### Data shown
_ _ _ _ _
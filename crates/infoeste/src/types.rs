//! Types for extracted schedule data
use chrono::{DateTime, Utc};
use serde::{Deserialize, Serialize};

/// A titled grouping of sessions (e.g. "Oficinas", "Palestras")
#[derive(Debug, Clone, PartialEq, Eq, Serialize, Deserialize)]
pub struct Event {
    pub title: String,
    pub courses: Vec<Course>,
}

/// A single scheduled session
#[derive(Debug, Clone, PartialEq, Eq, Serialize, Deserialize)]
#[serde(rename_all = "camelCase")]
pub struct Course {
    /// Code from the "( 1234 )" prefix of the display name, 0 when absent
    pub id: i64,
    pub name: String,
    /// DD/MM/YYYY, inherited from the preceding date header row
    pub date: String,
    /// Raw range as shown, e.g. "19:00 às 22:30"
    pub period_time: String,
    pub start_time: String,
    pub end_time: String,
    pub vacancies: i64,
    pub vacancies_left: i64,
}

/// Events from one scrape, stamped with when they were read
#[derive(Debug, Clone, PartialEq, Eq, Serialize, Deserialize)]
#[serde(rename_all = "camelCase")]
pub struct ScrapedEvents {
    pub events: Vec<Event>,
    pub scraped_at: DateTime<Utc>,
}

impl ScrapedEvents {
    pub fn now(events: Vec<Event>) -> Self {
        Self {
            events,
            scraped_at: Utc::now(),
        }
    }
}

/// Outcome of checking the live listing against the expected structure
#[derive(Debug, Clone, Default, PartialEq, Eq, Serialize, Deserialize)]
#[serde(rename_all = "camelCase")]
pub struct ValidationReport {
    pub is_valid: bool,
    pub errors: Vec<String>,
}

impl ValidationReport {
    pub fn from_errors(errors: Vec<String>) -> Self {
        Self {
            is_valid: errors.is_empty(),
            errors,
        }
    }

    /// A report carrying one synthetic error for a pass that could not run.
    pub fn aborted(reason: impl std::fmt::Display) -> Self {
        Self::from_errors(vec![format!("Validation aborted: {reason}")])
    }
}

impl Event {
    /// Total remaining seats across all courses in this event.
    pub fn vacancies_left(&self) -> i64 {
        self.courses.iter().map(|c| c.vacancies_left).sum()
    }
}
_ _ _ _ _
### What to produce
All of the lines above are to be restated word for word.

### Completed exercise
filename crates/infoeste/src/types.rs
//! Types for extracted schedule data
use chrono::{DateTime, Utc};
use serde::{Deserialize, Serialize};

/// A titled grouping of sessions (e.g. "Oficinas", "Palestras")
#[derive(Debug, Clone, PartialEq, Eq, Serialize, Deserialize)]
pub struct Event {
    pub title: String,
    pub courses: Vec<Course>,
}

/// A single scheduled session
#[derive(Debug, Clone, PartialEq, Eq, Serialize, Deserialize)]
#[serde(rename_all = "camelCase")]
pub struct Course {
    /// Code from the "( 1234 )" prefix of the display name, 0 when absent
    pub id: i64,
    pub name: String,
    /// DD/MM/YYYY, inherited from the preceding date header row
    pub date: String,
    /// Raw range as shown, e.g. "19:00 às 22:30"
    pub period_time: String,
    pub start_time: String,
    pub end_time: String,
    pub vacancies: i64,
    pub vacancies_left: i64,
}

/// Events from one scrape, stamped with when they were read
#[derive(Debug, Clone, PartialEq, Eq, Serialize, Deserialize)]
#[serde(rename_all = "camelCase")]
pub struct ScrapedEvents {
    pub events: Vec<Event>,
    pub scraped_at: DateTime<Utc>,
}

impl ScrapedEvents {
    pub fn now(events: Vec<Event>) -> Self {
        Self {
            events,
            scraped_at: Utc::now(),
        }
    }
}

/// Outcome of checking the live listing against the expected structure
#[derive(Debug, Clone, Default, PartialEq, Eq, Serialize, Deserialize)]
#[serde(rename_all = "camelCase")]
pub struct ValidationReport {
    pub is_valid: bool,
    pub errors: Vec<String>,
}

impl ValidationReport {
    pub fn from_errors(errors: Vec<String>) -> Self {
        Self {
            is_valid: errors.is_empty(),
            errors,
        }
    }

    /// A report carrying one synthetic error for a pass that could not run.
    pub fn aborted(reason: impl std::fmt::Display) -> Self {
        Self::from_errors(vec![format!("Validation aborted: {reason}")])
    }
}

impl Event {
    /// Total remaining seats across all courses in this event.
    pub fn vacancies_left(&self) -> i64 {
        self.courses.iter().map(|c| c.vacancies_left).sum()
    }
}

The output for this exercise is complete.